* Task to carry out
If a line in the records contains the string "gates", show that line.

(Records excerpted from a collection)
=== Begin Enclosure ===

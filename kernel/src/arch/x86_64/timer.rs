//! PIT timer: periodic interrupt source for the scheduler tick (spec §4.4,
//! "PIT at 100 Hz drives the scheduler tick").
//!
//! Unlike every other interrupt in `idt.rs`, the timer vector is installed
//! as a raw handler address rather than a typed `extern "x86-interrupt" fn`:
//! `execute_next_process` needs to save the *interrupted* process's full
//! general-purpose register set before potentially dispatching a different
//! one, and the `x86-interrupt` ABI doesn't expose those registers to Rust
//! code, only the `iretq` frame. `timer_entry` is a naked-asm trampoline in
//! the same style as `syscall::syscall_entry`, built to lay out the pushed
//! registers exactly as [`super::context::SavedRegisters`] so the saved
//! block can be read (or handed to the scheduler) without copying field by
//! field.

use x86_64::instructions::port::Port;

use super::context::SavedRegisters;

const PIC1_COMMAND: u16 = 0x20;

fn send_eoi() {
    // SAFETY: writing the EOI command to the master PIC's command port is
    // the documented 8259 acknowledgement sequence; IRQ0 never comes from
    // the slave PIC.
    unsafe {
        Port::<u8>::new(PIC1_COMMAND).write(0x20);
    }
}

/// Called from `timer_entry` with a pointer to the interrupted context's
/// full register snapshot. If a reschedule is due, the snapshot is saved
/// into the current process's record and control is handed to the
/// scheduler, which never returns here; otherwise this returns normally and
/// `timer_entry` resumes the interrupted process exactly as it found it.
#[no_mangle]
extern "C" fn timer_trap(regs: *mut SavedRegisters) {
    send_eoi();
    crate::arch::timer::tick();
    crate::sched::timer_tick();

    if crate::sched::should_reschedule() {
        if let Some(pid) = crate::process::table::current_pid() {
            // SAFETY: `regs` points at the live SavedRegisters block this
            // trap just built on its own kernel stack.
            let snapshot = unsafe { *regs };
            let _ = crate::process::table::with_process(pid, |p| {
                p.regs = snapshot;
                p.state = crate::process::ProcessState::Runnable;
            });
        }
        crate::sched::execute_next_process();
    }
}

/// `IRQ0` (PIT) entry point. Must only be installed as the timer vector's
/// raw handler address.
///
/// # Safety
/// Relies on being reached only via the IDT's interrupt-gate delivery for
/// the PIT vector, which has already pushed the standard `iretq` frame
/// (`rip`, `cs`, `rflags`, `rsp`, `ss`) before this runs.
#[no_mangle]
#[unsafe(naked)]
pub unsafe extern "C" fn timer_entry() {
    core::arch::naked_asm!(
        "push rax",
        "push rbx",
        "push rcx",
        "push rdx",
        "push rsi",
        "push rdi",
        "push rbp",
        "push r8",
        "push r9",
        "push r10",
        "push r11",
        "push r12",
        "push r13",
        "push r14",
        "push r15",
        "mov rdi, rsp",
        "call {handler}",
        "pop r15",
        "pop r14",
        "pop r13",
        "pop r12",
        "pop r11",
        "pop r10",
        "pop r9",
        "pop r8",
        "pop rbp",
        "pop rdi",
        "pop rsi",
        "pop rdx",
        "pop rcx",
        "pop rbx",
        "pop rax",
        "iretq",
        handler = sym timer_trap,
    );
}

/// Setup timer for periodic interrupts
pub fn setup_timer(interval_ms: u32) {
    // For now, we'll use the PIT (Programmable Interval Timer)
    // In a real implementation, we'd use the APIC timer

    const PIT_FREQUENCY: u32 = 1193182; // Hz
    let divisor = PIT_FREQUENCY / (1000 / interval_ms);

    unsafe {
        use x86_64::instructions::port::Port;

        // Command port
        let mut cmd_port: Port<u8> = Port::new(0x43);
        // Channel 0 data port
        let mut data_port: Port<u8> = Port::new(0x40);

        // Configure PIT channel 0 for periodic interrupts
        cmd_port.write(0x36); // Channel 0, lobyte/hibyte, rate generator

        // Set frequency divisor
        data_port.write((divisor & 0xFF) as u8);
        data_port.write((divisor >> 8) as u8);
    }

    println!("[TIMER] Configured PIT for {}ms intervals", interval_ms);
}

=== End Enclosure ===
=== Begin Enclosure ===

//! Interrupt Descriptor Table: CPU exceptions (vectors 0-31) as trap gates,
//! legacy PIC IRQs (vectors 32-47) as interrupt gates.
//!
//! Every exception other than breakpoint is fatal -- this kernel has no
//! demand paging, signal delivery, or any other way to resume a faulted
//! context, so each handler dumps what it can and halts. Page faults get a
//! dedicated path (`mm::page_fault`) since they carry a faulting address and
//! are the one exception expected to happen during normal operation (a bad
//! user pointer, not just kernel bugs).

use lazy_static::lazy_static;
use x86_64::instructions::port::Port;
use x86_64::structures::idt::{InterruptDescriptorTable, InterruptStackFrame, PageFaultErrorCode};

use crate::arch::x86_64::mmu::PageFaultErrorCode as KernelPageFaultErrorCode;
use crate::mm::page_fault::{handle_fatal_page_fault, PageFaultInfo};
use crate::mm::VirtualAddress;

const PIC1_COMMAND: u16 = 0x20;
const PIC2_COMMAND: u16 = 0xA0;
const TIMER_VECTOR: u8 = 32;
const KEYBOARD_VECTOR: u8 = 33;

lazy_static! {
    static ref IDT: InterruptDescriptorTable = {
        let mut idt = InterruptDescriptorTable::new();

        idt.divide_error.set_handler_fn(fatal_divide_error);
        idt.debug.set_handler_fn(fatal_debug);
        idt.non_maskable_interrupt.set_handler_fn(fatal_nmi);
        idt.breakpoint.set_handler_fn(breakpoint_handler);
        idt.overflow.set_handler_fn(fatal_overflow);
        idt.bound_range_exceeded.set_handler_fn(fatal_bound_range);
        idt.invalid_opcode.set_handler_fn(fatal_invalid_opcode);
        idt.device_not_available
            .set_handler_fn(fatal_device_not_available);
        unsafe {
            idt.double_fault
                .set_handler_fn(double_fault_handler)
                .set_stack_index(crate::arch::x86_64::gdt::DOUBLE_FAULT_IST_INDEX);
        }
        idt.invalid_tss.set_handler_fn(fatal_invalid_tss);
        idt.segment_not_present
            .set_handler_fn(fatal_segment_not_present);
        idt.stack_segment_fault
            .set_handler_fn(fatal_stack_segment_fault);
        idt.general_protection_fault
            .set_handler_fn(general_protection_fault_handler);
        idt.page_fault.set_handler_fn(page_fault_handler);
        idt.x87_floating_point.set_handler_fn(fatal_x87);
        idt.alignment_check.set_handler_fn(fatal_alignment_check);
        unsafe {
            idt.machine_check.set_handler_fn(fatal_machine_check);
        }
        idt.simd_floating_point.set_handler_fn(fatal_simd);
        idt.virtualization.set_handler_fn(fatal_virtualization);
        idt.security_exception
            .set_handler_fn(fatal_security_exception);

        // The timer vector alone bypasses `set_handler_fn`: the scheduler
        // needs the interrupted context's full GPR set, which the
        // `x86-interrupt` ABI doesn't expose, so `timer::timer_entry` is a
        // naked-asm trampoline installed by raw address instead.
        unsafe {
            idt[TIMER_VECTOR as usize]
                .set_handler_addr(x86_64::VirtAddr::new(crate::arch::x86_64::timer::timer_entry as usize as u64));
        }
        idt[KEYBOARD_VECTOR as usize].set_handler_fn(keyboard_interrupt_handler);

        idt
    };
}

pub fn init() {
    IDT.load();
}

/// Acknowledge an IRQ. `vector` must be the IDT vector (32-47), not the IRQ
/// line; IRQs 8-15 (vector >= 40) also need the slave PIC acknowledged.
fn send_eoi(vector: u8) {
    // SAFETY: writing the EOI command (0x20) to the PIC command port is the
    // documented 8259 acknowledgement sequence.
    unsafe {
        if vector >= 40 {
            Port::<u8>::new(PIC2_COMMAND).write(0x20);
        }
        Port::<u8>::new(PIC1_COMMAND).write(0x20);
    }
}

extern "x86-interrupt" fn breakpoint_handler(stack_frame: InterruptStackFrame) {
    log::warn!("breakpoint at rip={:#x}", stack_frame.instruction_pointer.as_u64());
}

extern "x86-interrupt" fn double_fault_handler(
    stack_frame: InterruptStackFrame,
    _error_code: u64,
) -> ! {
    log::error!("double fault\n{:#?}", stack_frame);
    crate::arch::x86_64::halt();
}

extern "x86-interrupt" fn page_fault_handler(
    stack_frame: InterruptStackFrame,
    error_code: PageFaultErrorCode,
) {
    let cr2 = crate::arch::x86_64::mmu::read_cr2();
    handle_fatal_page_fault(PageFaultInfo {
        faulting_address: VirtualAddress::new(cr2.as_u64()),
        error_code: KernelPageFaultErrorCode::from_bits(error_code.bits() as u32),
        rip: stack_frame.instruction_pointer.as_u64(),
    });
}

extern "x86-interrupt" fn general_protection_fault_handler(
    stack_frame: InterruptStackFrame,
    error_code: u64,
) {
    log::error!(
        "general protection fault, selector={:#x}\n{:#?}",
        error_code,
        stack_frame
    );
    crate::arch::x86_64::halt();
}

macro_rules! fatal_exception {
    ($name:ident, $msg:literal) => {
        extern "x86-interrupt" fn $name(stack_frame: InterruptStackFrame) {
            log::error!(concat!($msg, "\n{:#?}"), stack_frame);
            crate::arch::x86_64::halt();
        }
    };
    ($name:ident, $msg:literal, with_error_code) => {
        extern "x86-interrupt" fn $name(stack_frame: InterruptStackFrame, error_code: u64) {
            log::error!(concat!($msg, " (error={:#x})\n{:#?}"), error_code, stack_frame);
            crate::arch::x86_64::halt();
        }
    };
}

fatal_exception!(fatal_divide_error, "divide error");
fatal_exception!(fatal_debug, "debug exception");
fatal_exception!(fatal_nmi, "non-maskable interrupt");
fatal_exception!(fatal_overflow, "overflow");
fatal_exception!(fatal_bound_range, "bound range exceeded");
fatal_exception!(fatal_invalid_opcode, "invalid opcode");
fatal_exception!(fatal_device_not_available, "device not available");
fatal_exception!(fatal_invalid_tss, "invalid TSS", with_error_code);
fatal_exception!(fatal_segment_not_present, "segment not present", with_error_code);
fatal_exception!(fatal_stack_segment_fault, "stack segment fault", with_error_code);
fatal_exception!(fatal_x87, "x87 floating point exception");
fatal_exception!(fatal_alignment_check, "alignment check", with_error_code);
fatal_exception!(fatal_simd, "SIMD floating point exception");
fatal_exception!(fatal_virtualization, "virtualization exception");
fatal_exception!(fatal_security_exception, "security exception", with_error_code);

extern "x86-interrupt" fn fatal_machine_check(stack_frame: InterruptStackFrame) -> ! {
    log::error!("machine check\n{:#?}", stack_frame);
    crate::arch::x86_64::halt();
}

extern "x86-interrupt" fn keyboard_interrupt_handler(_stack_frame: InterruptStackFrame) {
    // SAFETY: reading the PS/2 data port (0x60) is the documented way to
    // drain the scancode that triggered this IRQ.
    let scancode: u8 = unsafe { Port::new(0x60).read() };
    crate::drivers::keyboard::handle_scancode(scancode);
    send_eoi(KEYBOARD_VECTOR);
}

=== End Enclosure ===

* Response box
//! Interrupt Descriptor Table: CPU exceptions (vectors 0-31) as trap gates,
//! legacy PIC IRQs (vectors 32-47) as interrupt gates.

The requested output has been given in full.